**What is required**
Lines with "content": please show every one of them from the listing below.

**Stored data**
use once_cell::sync::Lazy;
use regex::Regex;

// Quoted absolute URLs and site-root paths in scripts, styles, and markup.
static QUOTED_URL_RE: Lazy<Regex> =
    Lazy::new(|| Regex::new(r#"["'](https?://[^"'\s]{5,})["']"#).unwrap());

static QUOTED_PATH_RE: Lazy<Regex> =
    Lazy::new(|| Regex::new(r#"["'](/[a-zA-Z0-9_/\-\.]{2,})["']"#).unwrap());

static CSS_URL_RE: Lazy<Regex> =
    Lazy::new(|| Regex::new(r#"url\(\s*['"]?([^'"()\s]{2,})['"]?\s*\)"#).unwrap());

static LOWER_WORD_RE: Lazy<Regex> = Lazy::new(|| Regex::new(r"^[a-z]+$").unwrap());

/// Heuristic sweep over raw text for URL-shaped strings. Template
/// placeholders, near-empty matches, and bare lowercase words are code
/// tokens, not references.
pub fn scan(text: &str) -> Vec<String> {
    let mut out = Vec::new();
    for re in [&*QUOTED_URL_RE, &*QUOTED_PATH_RE, &*CSS_URL_RE] {
        for cap in re.captures_iter(text) {
            let candidate = &cap[1];
            if keep(candidate) {
                out.push(candidate.to_string());
            }
        }
    }
    out.sort();
    out.dedup();
    out
}

fn keep(candidate: &str) -> bool {
    if candidate.len() < 2 || candidate.contains("${") || candidate.contains("{{") {
        return false;
    }
    !LOWER_WORD_RE.is_match(candidate)
}

#[cfg(test)]
mod tests {
    use super::*;

    #[test]
    fn finds_quoted_urls_paths_and_css_refs() {
        let text = r#"
            var api = "https://ex/api/v1";
            const page = '/docs/intro';
            .hero { background: url(/img/hero.jpg); }
        "#;
        let got = scan(text);
        assert_eq!(
            got,
            vec!["/docs/intro", "/img/hero.jpg", "https://ex/api/v1"]
        );
    }

    #[test]
    fn drops_template_placeholders() {
        let text = r#"fetch("/api/${id}"); load('/items/{{slug}}');"#;
        assert!(scan(text).is_empty());
    }

    #[test]
    fn drops_single_lowercase_words() {
        let text = r#"css: url(center); mode = "wrap";"#;
        assert!(scan(text).is_empty());
    }

    #[test]
    fn drops_near_empty_matches() {
        let text = r#"url(a)"#;
        assert!(scan(text).is_empty());
    }
}
use std::sync::Arc;
use std::time::Duration;

use anyhow::{Context, Result};
use tokio::sync::Semaphore;
use tracing::{info, warn};

use sitemapper_core::{AppConfig, FetchConfig};
use sitemapper_fetch::{fetch_url, FetchOutcome, HttpFetcher};

/// Re-probe a file of previously failed URLs with the normal fetch policy
/// (retries, no cache, no fallbacks) and report what recovered.
pub async fn run(config: AppConfig, file: &str) -> Result<()> {
    let content = std::fs::read_to_string(file)
        .with_context(|| format!("cannot read URL file {file}"))?;
    let urls: Vec<String> = content
        .lines()
        .map(|l| l.trim())
        .filter(|l| !l.is_empty() && !l.starts_with('#'))
        .map(|l| l.to_string())
        .collect();
    if urls.is_empty() {
        info!("nothing to recheck");
        return Ok(());
    }

    let fetch_config = FetchConfig {
        timeout: Duration::from_secs(config.http.timeout_seconds),
        user_agent: config.http.user_agent.clone(),
        max_retries: config.general.max_retries,
        preferred_port: None,
    };
    let client = Arc::new(HttpFetcher::new(&fetch_config)?);
    let fetch_config = Arc::new(fetch_config);
    let semaphore = Arc::new(Semaphore::new(config.general.concurrency.max(1)));

    info!(count = urls.len(), "rechecking URLs");
    let mut handles = Vec::with_capacity(urls.len());
    for url in urls {
        let permit = semaphore.clone().acquire_owned().await?;
        let client = Arc::clone(&client);
        let fetch_config = Arc::clone(&fetch_config);
        handles.push(tokio::spawn(async move {
            let _permit = permit;
            let mut attempts = 0;
            loop {
                match fetch_url(
                    client.as_ref(),
                    &url,
                    attempts,
                    false,
                    false,
                    None,
                    &fetch_config,
                )
                .await
                {
                    FetchOutcome::Retry => attempts += 1,
                    FetchOutcome::Success(page) => {
                        info!(url = %url, status = page.status, "recovered");
                        return true;
                    }
                    FetchOutcome::Failed(error) => {
                        warn!(url = %url, "still failing: {}", error);
                        return false;
                    }
                }
            }
        }));
    }

    let mut recovered = 0usize;
    let mut still_failing = 0usize;
    for handle in handles {
        match handle.await {
            Ok(true) => recovered += 1,
            _ => still_failing += 1,
        }
    }
    info!(recovered, still_failing, "recheck complete");
    Ok(())
}
//! Error types for the checkpoint store.

use std::path::PathBuf;

use thiserror::Error;

/// Failure reading or writing checkpoint state.
#[derive(Debug, Error)]
pub enum CheckpointError {
    #[error("io error at {path}: {source}")]
    Io {
        path: PathBuf,
        #[source]
        source: std::io::Error,
    },

    #[error("serialize failed: {reason}")]
    Serialize { reason: String },

    /// The checkpoint says `complete` but its artifact cannot back it up.
    #[error("checkpoint for {phase} is corrupted: {reason}")]
    Corrupted { phase: String, reason: String },

    #[error("checkpoint for {phase} is not complete")]
    NotComplete { phase: String },

    #[error("checkpoint version mismatch: expected {expected}, found {found}")]
    VersionMismatch { expected: u32, found: u32 },
}

impl CheckpointError {
    pub(crate) fn io(path: impl Into<PathBuf>, source: std::io::Error) -> Self {
        Self::Io {
            path: path.into(),
            source,
        }
    }

    /// Whether the orchestrator should answer with a re-run of the phase.
    /// A checkpoint from a newer format is not corruption: it is left alone
    /// and the run stops.
    pub fn is_corruption(&self) -> bool {
        matches!(self, Self::Corrupted { .. })
    }
}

**Response to the task**
    let content = std::fs::read_to_string(file)
    let urls: Vec<String> = content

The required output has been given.